Unlike traditional radiation therapy, brachytherapy uses no external radiation. Because of this defining property, it may also be referred to as internal radiation therapy, whereas the traditional type may be called external beam radiation therapy (EBRT).
Currently, internal radiation is not standard treatment in either lung cancer or mesothelioma, but researchers continue to test the treatment in clinical trials. Results from early studies show potential for brachytherapy to be used to extend life span and reduce the severity of symptoms.
So far, it is more effective in treating lung cancer. Researchers saw the best results for both types of cancer when they implemented a type of the treatment called permanent brachytherapy. In this type, a radioactive material is placed permanently into the tumor site and slowly loses its radioactivity over a few months.
Brachytherapy is administered using a radioactive material called an implant. The material may come in the form of a wire or a "seed" about the size of a grain of rice.
It may be placed during surgery, a technique known as intraoperative radiation therapy (IORT), or the implant may be inserted into cancer tissue using a hollow tube. In this type of administration, the patient receives local or general anesthesia, and the doctor typically uses the aid of an imaging scan such as a CT scan or ultrasound. Once the implant is in place, it typically only attacks tissue within a radius of 1cm. This can target tumor cells more effectively but requires precision.
This therapy may be combined with other treatments. IORT brachytherapy is always administered in conjunction with surgery, and some lung cancer patients receive standard brachytherapy after surgery to kill any remaining cancer cells.
The treatment also may be used alongside conventional radiation therapy to attack tumor growth in multiple ways. Depending on each patient’s situation and treatments, it may be used as a potentially curative treatment to try to eradicate the cancer, or it may be used as a palliative treatment to reduce symptoms such as coughing and difficulty breathing.
Side effects are minimal in comparison to those of external beam radiation therapy. The most common side effect is tenderness at the site of insertion, which goes away after a few months. Patients may also experience temporary swelling at the treatment site.
There are two primary types of brachytherapy: low-dose rate and high-dose rate. People with lung cancer or mesothelioma usually receive a form of low-dose rate treatment called permanent brachytherapy. This type continuously attacks the tumor with radiation for several months.
Depending on the type of therapy a patient receives, he or she may undergo treatment for up to several weeks. This is shorter than the time needed to complete an external beam radiation therapy regimen, which can take up to 10 weeks.
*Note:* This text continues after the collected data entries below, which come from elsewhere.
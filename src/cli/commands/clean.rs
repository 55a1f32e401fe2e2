use log::info;

use crate::builder::SiteBuilder;
use crate::config::Config;
use crate::utils::error::BananaResult;

/// Handle the clean command
pub fn handle_clean_command(config: Config) -> BananaResult<()> {
    SiteBuilder::new(config).clean()?;
    info!("Site cleaned successfully");
    Ok(())
}
use sea_orm::{entity::prelude::*, DatabaseConnection, QueryOrder, Select, Set};
use chrono::Utc;
use serde::{Deserialize, Serialize};

use crate::{errors::ModelError, validate};

#[derive(Clone, Debug, PartialEq, DeriveEntityModel, Serialize, Deserialize)]
#[sea_orm(table_name = "testimonial")]
pub struct Model {
    #[sea_orm(primary_key)]
    pub id: i32,
    pub name: String,
    pub designation: String,
    pub company: String,
    pub image: Option<String>,
    #[sea_orm(column_type = "Text")]
    pub review: String,
    pub rating: i32,
    pub is_featured: bool,
    pub order: i32,
    pub created_at: DateTimeWithTimeZone,
    pub updated_at: DateTimeWithTimeZone,
}

#[derive(Copy, Clone, Debug, EnumIter)]
pub enum Relation {}

impl RelationTrait for Relation { fn def(&self) -> RelationDef { panic!("no relations") } }

impl ActiveModelBehavior for ActiveModel {}

/// Listing order: `order`, then newest first.
pub fn ordered() -> Select<Entity> {
    Entity::find()
        .order_by_asc(Column::Order)
        .order_by_desc(Column::CreatedAt)
        .order_by_desc(Column::Id)
}

pub const RATING_RANGE: std::ops::RangeInclusive<i32> = 1..=5;

pub fn validate_rating(rating: i32) -> Result<(), ModelError> {
    if !RATING_RANGE.contains(&rating) {
        return Err(ModelError::Validation("rating must be between 1 and 5".into()));
    }
    Ok(())
}

#[derive(Clone, Debug, Deserialize)]
pub struct NewTestimonial {
    pub name: String,
    pub designation: String,
    #[serde(default)]
    pub company: String,
    #[serde(default)]
    pub image: Option<String>,
    pub review: String,
    #[serde(default = "default_rating")]
    pub rating: i32,
    #[serde(default)]
    pub is_featured: bool,
    #[serde(default)]
    pub order: i32,
}

fn default_rating() -> i32 { 5 }

impl Default for NewTestimonial {
    fn default() -> Self {
        Self {
            name: String::new(),
            designation: String::new(),
            company: String::new(),
            image: None,
            review: String::new(),
            rating: default_rating(),
            is_featured: false,
            order: 0,
        }
    }
}

pub fn validate_new(input: &NewTestimonial) -> Result<(), ModelError> {
    validate::required_max("name", &input.name, 100)?;
    validate::required_max("designation", &input.designation, 100)?;
    validate::max_len("company", &input.company, 100)?;
    validate::required("review", &input.review)?;
    validate_rating(input.rating)
}

fn fields(input: NewTestimonial) -> ActiveModel {
    ActiveModel {
        name: Set(input.name),
        designation: Set(input.designation),
        company: Set(input.company),
        image: Set(input.image),
        review: Set(input.review),
        rating: Set(input.rating),
        is_featured: Set(input.is_featured),
        order: Set(input.order),
        ..Default::default()
    }
}

pub async fn create(db: &DatabaseConnection, input: NewTestimonial) -> Result<Model, ModelError> {
    validate_new(&input)?;
    let now = Utc::now().into();
    let mut am = fields(input);
    am.created_at = Set(now);
    am.updated_at = Set(now);
    am.insert(db).await.map_err(ModelError::db)
}

pub async fn update(db: &DatabaseConnection, id: i32, input: NewTestimonial) -> Result<Option<Model>, ModelError> {
    validate_new(&input)?;
    let mut am = fields(input);
    am.id = Set(id);
    am.updated_at = Set(Utc::now().into());
    crate::update_existing(am.update(db).await)
}

pub async fn set_listing(db: &DatabaseConnection, id: i32, is_featured: Option<bool>, order: Option<i32>) -> Result<Option<Model>, ModelError> {
    let mut am = ActiveModel { id: Set(id), updated_at: Set(Utc::now().into()), ..Default::default() };
    if let Some(v) = is_featured { am.is_featured = Set(v); }
    if let Some(v) = order { am.order = Set(v); }
    crate::update_existing(am.update(db).await)
}

pub async fn delete(db: &DatabaseConnection, id: i32) -> Result<bool, ModelError> {
    let res = Entity::delete_by_id(id).exec(db).await.map_err(ModelError::db)?;
    Ok(res.rows_affected > 0)
}
//! Environment/runtime helpers
//!
//! Sanity checks to ensure expected directories exist at startup.

use tracing::warn;

/// Ensure the media directory exists; warn when the static assets directory is missing.
pub async fn ensure_env(static_dir: &str, media_dir: &str) -> anyhow::Result<()> {
    if tokio::fs::metadata(static_dir).await.is_err() {
        warn!(%static_dir, "static assets directory not found; /static may 404");
    }
    tokio::fs::create_dir_all(media_dir)
        .await
        .map_err(|e| anyhow::anyhow!("cannot create {media_dir}: {e}"))?;
    Ok(())
}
Low-dose rate (LDR) brachytherapy involves low doses of radiation for long periods of time. For this treatment, radioactive material may be left in place for up to a week.
The radiation can be harmful to people nearby, so patients remain in the hospital while receiving the treatment. Patients typically stay in private hospital rooms and cannot have guests for extended periods of time. LDR brachytherapy should not be painful or uncomfortable.
This is a type of LDR that involves permanently leaving seed implants in the body. This is the most common type used to treat mesothelioma and lung cancer because it has most improved patient survival rates in clinical trials.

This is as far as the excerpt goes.